La ricerca, pubblicata su Science Advances, ha analizzato la frutta che costituisce la base dell’alimentazione delle comunità di scimpanzé del Parco Nazionale di Kibale (Uganda) e del Parco Nazionale di Taï (Costa d’Avorio). Questi primati consumano circa 4,5 kg di frutta al giorno, pari al 75% della loro dieta complessiva. Nei 20 tipi di frutta presi in considerazione dagli scienziati, la quantità di etanolo è pari a circa lo 0,3% del peso totale.

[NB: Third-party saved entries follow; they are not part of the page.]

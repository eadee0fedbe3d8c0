//! Thread-safe in-memory [`SigninStore`], the default backend.

// self
use crate::{
	_prelude::*,
	store::{SigninStore, StoreError, StoreFuture},
};

type StoreMap = Arc<RwLock<BTreeMap<String, String>>>;

/// Process-local storage backend; clones share the same map.
#[derive(Clone, Debug, Default)]
pub struct MemoryStore(StoreMap);
impl MemoryStore {
	/// Snapshot of every stored key in lexical order.
	pub fn keys(&self) -> Vec<String> {
		self.0.read().keys().cloned().collect()
	}

	/// Number of stored entries.
	pub fn len(&self) -> usize {
		self.0.read().len()
	}

	/// Whether the store holds no entries.
	pub fn is_empty(&self) -> bool {
		self.0.read().is_empty()
	}

	fn set_now(map: &StoreMap, key: &str, value: String) -> Result<(), StoreError> {
		map.write().insert(key.to_owned(), value);

		Ok(())
	}
}
impl SigninStore for MemoryStore {
	fn set_item<'a>(&'a self, key: &'a str, value: String) -> StoreFuture<'a, ()> {
		Box::pin(async move { Self::set_now(&self.0, key, value) })
	}

	fn get_item<'a>(&'a self, key: &'a str) -> StoreFuture<'a, Option<String>> {
		Box::pin(async move { Ok(self.0.read().get(key).cloned()) })
	}

	fn remove_item<'a>(&'a self, key: &'a str) -> StoreFuture<'a, Option<String>> {
		Box::pin(async move { Ok(self.0.write().remove(key)) })
	}
}
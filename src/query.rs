//! Query-string helpers used to fold signin request properties into the authorization URL.
//!
//! Every name and value goes through the same percent-encoding function
//! ([`urlencoding::encode`]), which leaves ASCII alphanumerics and `-_.~` untouched and escapes
//! everything else. Nested maps are flattened onto the same URL, one pair per entry.

// self
use crate::_prelude::*;

/// Value attached to a query parameter.
#[derive(Clone, Debug, PartialEq, Eq)]
pub enum QueryValue {
	/// Plain string value.
	Str(String),
	/// Unsigned integer value (e.g., `max_age`).
	Number(u64),
	/// Boolean flag.
	Bool(bool),
	/// Nested key-value pairs flattened into sibling parameters.
	Map(BTreeMap<String, String>),
}
impl QueryValue {
	/// Returns `false` for values that must never reach the provider: empty strings, `0`,
	/// `false`, and empty maps.
	pub fn is_truthy(&self) -> bool {
		match self {
			Self::Str(value) => !value.is_empty(),
			Self::Number(value) => *value != 0,
			Self::Bool(value) => *value,
			Self::Map(entries) => !entries.is_empty(),
		}
	}
}
impl From<&str> for QueryValue {
	fn from(value: &str) -> Self {
		Self::Str(value.to_owned())
	}
}
impl From<String> for QueryValue {
	fn from(value: String) -> Self {
		Self::Str(value)
	}
}
impl From<u64> for QueryValue {
	fn from(value: u64) -> Self {
		Self::Number(value)
	}
}
impl From<bool> for QueryValue {
	fn from(value: bool) -> Self {
		Self::Bool(value)
	}
}
impl From<BTreeMap<String, String>> for QueryValue {
	fn from(value: BTreeMap<String, String>) -> Self {
		Self::Map(value)
	}
}
/// Appends `name=value` to `url`, starting the query component when it is missing.
///
/// A [`QueryValue::Map`] contributes one pair per entry (in key order) and `name` itself is
/// dropped. Entries with empty values are skipped.
pub fn add_query_param(url: impl Into<String>, name: &str, value: &QueryValue) -> String {
	let mut url = url.into();

	match value {
		QueryValue::Map(entries) => {
			for (key, nested) in entries.iter().filter(|(_, nested)| !nested.is_empty()) {
				push_pair(&mut url, key, nested);
			}
		},
		QueryValue::Str(value) => push_pair(&mut url, name, value),
		QueryValue::Number(value) => push_pair(&mut url, name, &value.to_string()),
		QueryValue::Bool(value) => push_pair(&mut url, name, &value.to_string()),
	}

	url
}

fn push_pair(url: &mut String, name: &str, value: &str) {
	if !url.contains('?') {
		url.push('?');
	}
	if !url.ends_with('?') {
		url.push('&');
	}

	url.push_str(&urlencoding::encode(name));
	url.push('=');
	url.push_str(&urlencoding::encode(value));
}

Sembrerebbero cifre irrisorie, ma bisogna effettuare le dovute proporzioni.
Ogni scimpanzé mangia quotidianamente frutta pari al 5-10% del loro peso corporeo: questo significa che il quantitativo di etanolo assunto è di circa 14 grammi al giorno. Aggiungendo all’equazione il minor peso corporeo di uno scimpanzé rispetto all’uomo, i ricercatori hanno stimato che il loro consumo quotidiano di alcool è pari a due bevande alcoliche. Il totale sarebbe addirittura ancora più alto se i primati scegliessero frutta più matura.
“Questi risultati sono coerenti con l’ipotesi che l’etanolo sia diffuso nei frutti tropicali e che la moderna predisposizione al consumo di alcool derivi dall’esposizione ancestrale a questa sostanza psicoattiva tra i primati frugivori” – concludono Maro e i suoi collaboratori nel loro articolo.